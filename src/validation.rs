use crate::db::models::{ShippingAddressInput, ShippingAddressParams};
use serde_json::Value;
use uuid::Uuid;

pub const DEFAULT_PAGE_LIMIT: i64 = 10;
pub const MAX_PAGE_LIMIT: i64 = 100;
pub const MIN_PRODUCT_CODE_LEN: usize = 7;

pub const INVALID_PRODUCT_ID: &str = "不正な商品識別子です。";
pub const INVALID_SKU_ID: &str = "不正なSKU ID形式です。";

/// Treats a missing or blank query value as absent
fn present(value: Option<&str>) -> Option<&str> {
    value.map(str::trim).filter(|v| !v.is_empty())
}

/// Validates a 1-based page number, defaulting to the first page
pub fn parse_page(value: Option<&str>) -> Result<i64, String> {
    match present(value) {
        None => Ok(1),
        Some(raw) => match raw.parse::<i64>() {
            Ok(page) if page >= 1 => Ok(page),
            _ => Err("pageパラメータは1以上の数値で指定してください。".to_string()),
        },
    }
}

/// Validates a page size within `1..=max`
pub fn parse_limit(value: Option<&str>, default: i64, max: i64) -> Result<i64, String> {
    match present(value) {
        None => Ok(default),
        Some(raw) => match raw.parse::<i64>() {
            Ok(limit) if (1..=max).contains(&limit) => Ok(limit),
            _ => Err(format!(
                "limitパラメータは1から{}の間で指定してください。",
                max
            )),
        },
    }
}

/// Validates the optional star rating filter
pub fn parse_rating(value: Option<&str>) -> Result<Option<i32>, String> {
    match present(value) {
        None => Ok(None),
        Some(raw) => match raw.parse::<i32>() {
            Ok(rating) if (1..=5).contains(&rating) => Ok(Some(rating)),
            _ => Err("ratingパラメータは1から5の間で指定してください。".to_string()),
        },
    }
}

/// Validates a cart quantity, defaulting to one
pub fn parse_quantity(value: Option<&str>) -> Result<i32, String> {
    match present(value) {
        None => Ok(1),
        Some(raw) => match raw.parse::<i32>() {
            Ok(quantity) if quantity >= 1 => Ok(quantity),
            _ => Err("quantityパラメータは1以上の数値で指定してください。".to_string()),
        },
    }
}

/// Validates a UUID shaped identifier
pub fn validate_uuid(value: &str, message: &str) -> Result<String, String> {
    let value = value.trim();
    Uuid::parse_str(value)
        .map(|_| value.to_string())
        .map_err(|_| message.to_string())
}

pub fn validate_sku_id(value: &str) -> Result<String, String> {
    validate_uuid(value, INVALID_SKU_ID)
}

pub fn validate_product_id(value: &str) -> Result<String, String> {
    validate_uuid(value, INVALID_PRODUCT_ID)
}

/// Validates the required `sku_id` query value of the cart calls
pub fn require_sku_id(value: Option<&str>) -> Result<String, String> {
    match present(value) {
        None => Err("sku_idは必須です。".to_string()),
        Some(raw) => validate_sku_id(raw),
    }
}

/// Target of the SKU lookup
#[derive(Debug, Clone, PartialEq)]
pub struct SkuLookup {
    pub sku_id: Option<String>,
    pub product_id: Option<String>,
}

/// Validates the SKU lookup query, at least one id is required
pub fn validate_sku_lookup(
    sku_id: Option<&str>,
    product_id: Option<&str>,
) -> Result<SkuLookup, String> {
    let sku_id = present(sku_id);
    let product_id = present(product_id);
    if sku_id.is_none() && product_id.is_none() {
        return Err(INVALID_PRODUCT_ID.to_string());
    }

    Ok(SkuLookup {
        sku_id: sku_id.map(validate_sku_id).transpose()?,
        product_id: product_id
            .map(|id| validate_uuid(id, INVALID_SKU_ID))
            .transpose()?,
    })
}

/// Validates the product code used by the review and Q&A lists
pub fn validate_product_code(value: &str) -> Result<String, String> {
    let value = value.trim();
    if value.is_empty() {
        return Err("不正な商品識別子です".to_string());
    }
    if value.chars().count() < MIN_PRODUCT_CODE_LEN {
        return Err(
            "不正な商品識別子です。商品コードは7桁以上で指定してください。".to_string(),
        );
    }
    Ok(value.to_string())
}

pub fn parse_address_id(value: &str) -> Result<i64, String> {
    match value.trim().parse::<i64>() {
        Ok(id) if id >= 1 => Ok(id),
        _ => Err("address_idは1以上の数値で指定してください。".to_string()),
    }
}

/// Accepts a non-negative JSON integer. Values beyond `i64` saturate, the balance check rejects them
pub fn parse_points(value: Option<&Value>) -> Result<i64, String> {
    let points = value.and_then(|v| {
        v.as_i64()
            .or_else(|| v.as_u64().map(|p| i64::try_from(p).unwrap_or(i64::MAX)))
    });
    match points {
        Some(points) if points >= 0 => Ok(points),
        _ => Err("points_to_useは0以上の数値で指定してください。".to_string()),
    }
}

pub fn require_coupon_code(value: Option<&str>) -> Result<String, String> {
    present(value)
        .map(ToOwned::to_owned)
        .ok_or_else(|| "coupon_codeは必須です。".to_string())
}

fn required_text(field: &str, value: Option<&str>, max: usize) -> Result<String, String> {
    let value = present(value).ok_or_else(|| format!("{}は必須です。", field))?;
    if value.chars().count() > max {
        return Err(format!("{}は{}文字以内で指定してください。", field, max));
    }
    Ok(value.to_string())
}

fn optional_text(field: &str, value: Option<&str>, max: usize) -> Result<Option<String>, String> {
    match present(value) {
        None => Ok(None),
        Some(value) if value.chars().count() > max => Err(format!(
            "{}は{}文字以内で指定してください。",
            field, max
        )),
        Some(value) => Ok(Some(value.to_string())),
    }
}

/// Validates a shipping address body field by field
pub fn validate_shipping_address(
    input: &ShippingAddressInput,
) -> Result<ShippingAddressParams, String> {
    Ok(ShippingAddressParams {
        postal_code: required_text("postal_code", input.postal_code.as_deref(), 10)?,
        prefecture: required_text("prefecture", input.prefecture.as_deref(), 50)?,
        city: required_text("city", input.city.as_deref(), 100)?,
        address_line1: required_text("address_line1", input.address_line1.as_deref(), 255)?,
        address_line2: optional_text("address_line2", input.address_line2.as_deref(), 255)?,
        recipient_name: required_text("recipient_name", input.recipient_name.as_deref(), 100)?,
        phone_number: required_text("phone_number", input.phone_number.as_deref(), 20)?,
        is_default: input.is_default,
    })
}

/// Orderings of the review list
#[derive(Debug, Clone, Copy, PartialEq, Eq)]
pub enum ReviewSort {
    Newest,
    Oldest,
    HighestRating,
    LowestRating,
    MostHelpful,
}

impl ReviewSort {
    pub fn parse(value: Option<&str>) -> Result<Self, String> {
        match present(value) {
            None | Some("newest") => Ok(Self::Newest),
            Some("oldest") => Ok(Self::Oldest),
            Some("highest_rating") => Ok(Self::HighestRating),
            Some("lowest_rating") => Ok(Self::LowestRating),
            Some("most_helpful") => Ok(Self::MostHelpful),
            Some(_) => Err("不正なsortパラメータです。('newest', 'oldest', 'highest_rating', 'lowest_rating', 'most_helpful' のいずれかを指定)".to_string()),
        }
    }
}

/// Orderings of the Q&A list
#[derive(Debug, Clone, Copy, PartialEq, Eq)]
pub enum QaSort {
    Newest,
    Oldest,
    MostHelpful,
}

impl QaSort {
    pub fn parse(value: Option<&str>) -> Result<Self, String> {
        match present(value) {
            None | Some("newest") => Ok(Self::Newest),
            Some("oldest") => Ok(Self::Oldest),
            Some("most_helpful") => Ok(Self::MostHelpful),
            Some(_) => Err(
                "不正なsortパラメータです。('newest', 'oldest', 'most_helpful' のいずれかを指定)"
                    .to_string(),
            ),
        }
    }
}

/// Orderings of the favorites list
#[derive(Debug, Clone, Copy, PartialEq, Eq)]
pub enum FavoriteSort {
    Newest,
    Oldest,
}

impl FavoriteSort {
    pub fn parse(value: Option<&str>) -> Result<Self, String> {
        match present(value) {
            None | Some("newest") => Ok(Self::Newest),
            Some("oldest") => Ok(Self::Oldest),
            Some(_) => Err(
                "不正なsortパラメータです。('newest', 'oldest' のいずれかを指定)".to_string(),
            ),
        }
    }
}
———
**WHAT THIS TASK INVOLVES**
Search the listing above for the string "return" and copy each line that has it.

**RESPONSE AREA**
        return Err(INVALID_PRODUCT_ID.to_string());
        return Err("不正な商品識別子です".to_string());
        return Err(
        return Err(format!("{}は{}文字以内で指定してください。", field, max));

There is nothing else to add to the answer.